- Task statement -
Below is a listing; restate from it, character for character, the lines beginning at the line holding "Self::Api(kube::Error::Api(response)) => response.code" and ending at the line holding "String, detail: String", both included.

- Records supplied -
//! Error types for the harness.
//!
//! Lower layers return the narrow errors defined next to them
//! ([`CommandError`], [`ControlPlaneError`], ...). Only the orchestrator
//! turns them into a [`HarnessError`], which carries the process exit code.

use thiserror::Error;

/// Errors from running an external command.
#[derive(Error, Debug)]
pub enum CommandError {
    /// The program could not be started at all.
    #[error("failed to run `{program}`: {source}")]
    Spawn {
        program: String,
        #[source]
        source: std::io::Error,
    },

    /// The program ran and exited unsuccessfully.
    #[error("`{program}` failed ({status}): {stderr}")]
    Failed {
        program: String,
        status: String,
        stdout: String,
        stderr: String,
    },
}

impl CommandError {
    /// Standard output captured before the command failed, if any.
    #[must_use]
    pub fn stdout(&self) -> Option<&str> {
        match self {
            Self::Failed { stdout, .. } if !stdout.trim().is_empty() => Some(stdout),
            _ => None,
        }
    }
}

/// Errors from the cluster's control-plane API.
#[derive(Error, Debug)]
pub enum ControlPlaneError {
    /// The client could not be configured.
    #[error("failed to connect to the control plane: {0}")]
    Connect(String),

    /// The requested object does not exist (yet).
    #[error("{kind} {name} not found")]
    NotFound { kind: String, name: String },

    /// The API server rejected or failed the request.
    #[error("control-plane API error: {0}")]
    Api(#[from] kube::Error),

    /// Running a command inside a pod failed.
    #[error("exec in pod {pod} failed: {message}")]
    Exec { pod: String, message: String },

    /// A manifest document could not be submitted.
    #[error("invalid manifest document: {0}")]
    Document(String),
}

impl ControlPlaneError {
    /// Whether the error means the object has not been created yet.
    #[must_use]
    pub fn is_not_found(&self) -> bool {
        match self {
            Self::NotFound { .. } => true,
            Self::Api(kube::Error::Api(response)) => response.code == 404,
            _ => false,
        }
    }
}

/// A failed stage of the end-to-end run.
///
/// Each variant maps to exactly one process exit code through
/// [`HarnessError::exit_code`].
#[derive(Error, Debug)]
pub enum HarnessError {
    /// No pod matched the workload prefix.
    #[error("no pod with prefix {prefix:?} found in namespace {namespace}")]
    WorkloadNotFound { prefix: String, namespace: String },

    /// Paths, image tag or options could not be resolved before any stage ran.
    #[error("{0}")]
    Config(String),

    /// The cluster could not be started, queried or reached.
    #[error("{0}")]
    Cluster(String),

    /// The manifest could not be prepared or applied.
    #[error("{0}")]
    Manifest(String),

    /// The workload container exited during startup.
    #[error("pod {pod} terminated unexpectedly: {detail}")]
    PodTerminated { pod: String, detail: String },

    /// The workload is waiting for a reason that will not resolve itself.
    #[error("pod {pod} is in bad state {state}: {message}")]
    PodBadState {
        pod: String,
        state: String,
        message: String,
    },

    /// Polling the workload failed with a non-transient error.
    #[error("failed to query pod state: {0}")]
    PodQuery(String),

    /// The workload never reached the running state.
    #[error("pod {pod} not running after {attempts} attempts")]
    ReadinessTimeout { pod: String, attempts: u32 },

    /// Log retrieval or validation failed.
    #[error("{0}")]
    Logs(String),

    /// The block-device tree differs between host and workload.
    #[error("{0}")]
    DeviceTree(String),

    /// The daemon's device listing differs between host and workload.
    #[error("{0}")]
    DeviceList(String),
}

impl HarnessError {
    /// Process exit code for this failure.
    #[must_use]
    pub fn exit_code(&self) -> i32 {
        match self {
            Self::WorkloadNotFound { .. } => 1,
            Self::Config(_) | Self::Cluster(_) => 2,
            Self::Manifest(_) => 3,
            Self::PodTerminated { .. } | Self::PodBadState { .. } | Self::PodQuery(_) => 4,
            Self::Logs(_) => 5,
            Self::DeviceTree(_) => 6,
            Self::DeviceList(_) => 7,
            Self::ReadinessTimeout { .. } => 8,
        }
    }

    /// Name of the stage that failed, used in the final diagnostic line.
    #[must_use]
    pub fn stage(&self) -> &'static str {
        match self {
            Self::WorkloadNotFound { .. } => "workload lookup",
            Self::Config(_) => "configuration",
            Self::Cluster(_) => "cluster",
            Self::Manifest(_) => "manifest",
            Self::PodTerminated { .. }
            | Self::PodBadState { .. }
            | Self::PodQuery(_)
            | Self::ReadinessTimeout { .. } => "readiness",
            Self::Logs(_) => "log validation",
            Self::DeviceTree(_) => "lsblk validation",
            Self::DeviceList(_) => "ndm validation",
        }
    }
}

- Exercise output -
            Self::Api(kube::Error::Api(response)) => response.code == 404,
            _ => false,
        }
    }
}

/// A failed stage of the end-to-end run.
///
/// Each variant maps to exactly one process exit code through
/// [`HarnessError::exit_code`].
#[derive(Error, Debug)]
pub enum HarnessError {
    /// No pod matched the workload prefix.
    #[error("no pod with prefix {prefix:?} found in namespace {namespace}")]
    WorkloadNotFound { prefix: String, namespace: String },

    /// Paths, image tag or options could not be resolved before any stage ran.
    #[error("{0}")]
    Config(String),

    /// The cluster could not be started, queried or reached.
    #[error("{0}")]
    Cluster(String),

    /// The manifest could not be prepared or applied.
    #[error("{0}")]
    Manifest(String),

    /// The workload container exited during startup.
    #[error("pod {pod} terminated unexpectedly: {detail}")]
    PodTerminated { pod: String, detail: String },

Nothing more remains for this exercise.